Жернова. 1918–1953. Книга третья. Двойная жизнь
Шрифт:
И множество рук потянулось к Александру. Его поздравляли, похлопывали по плечу, он замечал льстивые улыбки, ищущие взгляды, но сам лишь растерянно улыбался и все оглядывался, пытаясь отыскать Аннушку.
Еще Александру хотелось, чтобы его торжество видел Марк Либерман. Но тот на выставку то ли не пришел, то ли ходил где-то в стороне.
На другой день картины Александра Возницина висели на втором этаже в самом просторном зале, ярко освещенные и поэтому, может быть, дышащие суровым и немного наивным оптимизмом.
И на мастерскую его уже никто не покушался. И вопрос о его дальнейшем членстве в ВКП(б) отпал сам собою.
В
Свадьба была более чем скромной: пришли два старика-художника, друзья покойного Ивана Поликарповича, несколько Настенькиных подруг со "Светланы" да три приятеля, с которыми Александр учился в академии. Ну и, разумеется, Варвара Ферапонтовна.
И началась у Александра и Аннушки новая жизнь.
Конец девятой части
Часть 10
Глава 1
Скорый поезд "Москва-Ленинград" отсчитывал километры стуком колес, гудками паровоза, мельканием телеграфных столбов, будок обходчиков, деревянных станций с облупившейся краской, унылых деревень под соломенными крышами, зеленых полей и лесов, рек и речушек, переездов, возле которых теснились либо подводы с запряженными в них понурыми клячами и сидящими на облучке такими же понурыми возницами, либо стадо тощих коров, бредущих на скотобойню. Но мало кто из пассажиров поезда смотрел в вагонное окно: большинство из них вышло из этих однообразных пейзажей, связав свою жизнь с городом, все это им знакомо с детства, ничего интересного за окном не увидишь, разве что иногда одинокий трактор, плюющийся колечками сизого дыма, как символ ближайшего будущего. Но трактором их не удивишь, особенно молодежь: в городе не только трактор можно увидеть, но и такое, чего деревенским даже не снилось.
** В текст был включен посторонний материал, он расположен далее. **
//! # Modelsmith Codegen
//!
//! Rendering and persistence for scaffolded models.
//!
//! This crate turns an assembled model specification into its two coupled
//! artifacts:
//!
//! - **Source rendering**: the Go model declaration plus plural slice alias
//! - **Schema rendering**: the fizz `create_table` / `drop_table` pair
//! - **Migration persistence**: timestamped up/down migration files
//! - **Formatting**: best-effort `gofmt` over the written source
//!

// ============================================================================
// Modules
// ============================================================================

pub mod format;
pub mod migrations;
pub mod scaffolder;
pub mod schema;
pub mod source;

// ============================================================================
// Re-exports
// ============================================================================

pub use migrations::{MigrationPair, create_slug, write_migration_pair};
pub use scaffolder::Scaffolder;
pub use schema::{render_create, render_drop};
pub use source::render_model;

use modelsmith_core::{ScaffoldError, ScaffoldResult};
use std::path::{Path, PathBuf};

// ============================================================================
// ScaffoldConfig
// ============================================================================

/// Configuration for a scaffold run
#[derive(Debug, Clone)]
pub struct ScaffoldConfig {
    /// Directory model source files are written to
    pub models_dir: PathBuf,

    /// Directory migration files are written to
    pub migrations_dir: PathBuf,

    /// Whether to create the migration pair
    pub create_migration: bool,

    /// Whether to format the written source with gofmt
    pub format_code: bool,
}

impl Default for ScaffoldConfig {
    fn default() -> Self {
        Self {
            models_dir: PathBuf::from("models"),
            migrations_dir: PathBuf::from("./migrations"),
            create_migration: true,
            format_code: true,
        }
    }
}

impl ScaffoldConfig {
    /// Create a new configuration with default values
    pub fn new() -> Self {
        Self::default()
    }

    /// Set the models output directory
    pub fn with_models_dir(mut self, dir: impl Into<PathBuf>) -> Self {
        self.models_dir = dir.into();
        self
    }

    /// Set the migrations output directory
    pub fn with_migrations_dir(mut self, dir: impl Into<PathBuf>) -> Self {
        self.migrations_dir = dir.into();
        self
    }

    /// Skip migration creation
    pub fn without_migration(mut self) -> Self {
        self.create_migration = false;
        self
    }

    /// Skip the formatter pass
    pub fn without_formatting(mut self) -> Self {
        self.format_code = false;
        self
    }
}

// ============================================================================
// GeneratedFile
// ============================================================================

/// Represents a single generated file
#[derive(Debug, Clone)]
pub struct GeneratedFile {
    /// Path relative to the working directory
    pub path: PathBuf,

    /// File content
    pub content: String,

    /// File type for categorization
    pub file_type: FileType,
}

impl GeneratedFile {
    /// Create a new generated file
    pub fn new(path: impl Into<PathBuf>, content: impl Into<String>, file_type: FileType) -> Self {
        Self {
            path: path.into(),
            content: content.into(),
            file_type,
        }
    }

    /// Create a Go source file
    pub fn go(path: impl Into<PathBuf>, content: impl Into<String>) -> Self {
        Self::new(path, content, FileType::Go)
    }

    /// Create a fizz migration file
    pub fn fizz(path: impl Into<PathBuf>, content: impl Into<String>) -> Self {
        Self::new(path, content, FileType::Fizz)
    }

    /// Get the file extension
    pub fn extension(&self) -> &str {
        self.file_type.extension()
    }
}

/// Type of generated file
#[derive(Debug, Clone, Copy, PartialEq, Eq)]
pub enum FileType {
    Go,
    Fizz,
    Other,
}

impl FileType {
    /// Get the file extension for this type
    pub fn extension(&self) -> &str {
        match self {
            FileType::Go => "go",
            FileType::Fizz => "fizz",
            FileType::Other => "txt",
        }
    }
}

// ============================================================================
// Scaffold
// ============================================================================

/// Collection of all generated artifacts for one model
#[derive(Debug, Clone, Default)]
pub struct Scaffold {
    /// Model name as given on the command line
    pub model_name: String,

    /// All generated source files
    pub files: Vec<GeneratedFile>,

    /// Migration pair, once written
    pub migration: Option<MigrationPair>,

    /// Warnings collected during scaffolding (e.g. formatter failures)
    pub warnings: Vec<String>,
}

impl Scaffold {
    /// Create a new scaffold for a model
    pub fn new(model_name: impl Into<String>) -> Self {
        Self {
            model_name: model_name.into(),
            files: Vec::new(),
            migration: None,
            warnings: Vec::new(),
        }
    }

    /// Add a file to the scaffold
    pub fn add_file(&mut self, file: GeneratedFile) {
        self.files.push(file);
    }

    /// Add a warning
    pub fn add_warning(&mut self, warning: impl Into<String>) {
        self.warnings.push(warning.into());
    }

    /// Get the number of source files
    pub fn file_count(&self) -> usize {
        self.files.len()
    }

    /// Check if there are any warnings
    pub fn has_warnings(&self) -> bool {
        !self.warnings.is_empty()
    }

    /// Write all source files to disk, creating parent directories
    pub fn write_to_disk(&self, base_dir: impl AsRef<Path>) -> ScaffoldResult<()> {
        let base_dir = base_dir.as_ref();

        for file in &self.files {
            let full_path = base_dir.join(&file.path);

            if let Some(parent) = full_path.parent() {
                std::fs::create_dir_all(parent).map_err(|e| ScaffoldError::DirectoryCreate {
                    path: parent.to_path_buf(),
                    message: e.to_string(),
                })?;
            }

            std::fs::write(&full_path, &file.content).map_err(|e| ScaffoldError::FileWrite {
                path: full_path.clone(),
                message: e.to_string(),
            })?;
        }

        Ok(())
    }
}

// ============================================================================
// Tests
// ============================================================================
В трех плацкартных вагонах было особенно шумно: в них возвращались домой представители ленинградских ударных комсомольских бригад, премированные поездкой в Москву на выставку промышленных товаров.
Парни и девушки, возбужденные и радостные, то сновали по вагонам, то сбивались в каком-нибудь купе, и тогда звенели песни и смех, и казалось, будто они не знают, куда деть свою энергию, на что ее растратить, потому что ни песни, в которые они вкладывали всю силу своих легких, ни беспричинный хохот, захватывающий всех разом, ни беготня по вагонам – ничто не могло насытить их молодые взбудораженные души, дать успокоения.
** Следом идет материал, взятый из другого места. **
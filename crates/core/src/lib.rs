//! # Modelsmith Core
//!
//! Shared foundations for the modelsmith workspace:
//!
//! - **Errors**: unified error handling with `ScaffoldError` and
//!   `ScaffoldResult`
//! - **Reserved columns**: the bookkeeping column set consumed by both the
//!   model assembler and the schema renderer
//!

pub mod columns;
pub mod error;

// Re-export commonly used items at crate root
pub use columns::{RESERVED_COLUMNS, is_reserved_column};
pub use error::{ScaffoldError, ScaffoldResult};

/// Crate version
pub const VERSION: &str = env!("CARGO_PKG_VERSION");

/// Crate name
pub const NAME: &str = env!("CARGO_PKG_NAME");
Наш паровоз вперед лети,В коммуне остановка,Иного нет у нас пути,В руках у нас винтовка…– пели в одном месте, а в другом старались их перекричать:
Мы – кузнецы, и труд наш молод,Куем мы счастия ключи,Вздымайся выше, наш тяжкий молот,В стальную грудь сильнейстучи, стучи, стучи…И когда одной группе удавалось перепеть-перекричать другую, и та, оставив свою песню, подхватывала песню соперников, все бросали петь и начинали хохотать, будто ничего смешнее в своей жизни они не знали.
То парни вдруг срывались с места и кидались в тамбур, и набивалось их там столько, что не повернешься, доставали московские папиросы и начинали дымить, а тут еще теснота и некуда стряхнуть пепел, или вдруг у кого-то запечет от нечаянно попавшего горячего пепла, – и снова хохот до слез, до колик в животе. А уж если кто-нибудь попытается протиснуться сквозь эту тесноту из другого вагона, а протиснуться почти невозможно, то все впадают почти в истерику: так это кажется забавным, необычным и смешным.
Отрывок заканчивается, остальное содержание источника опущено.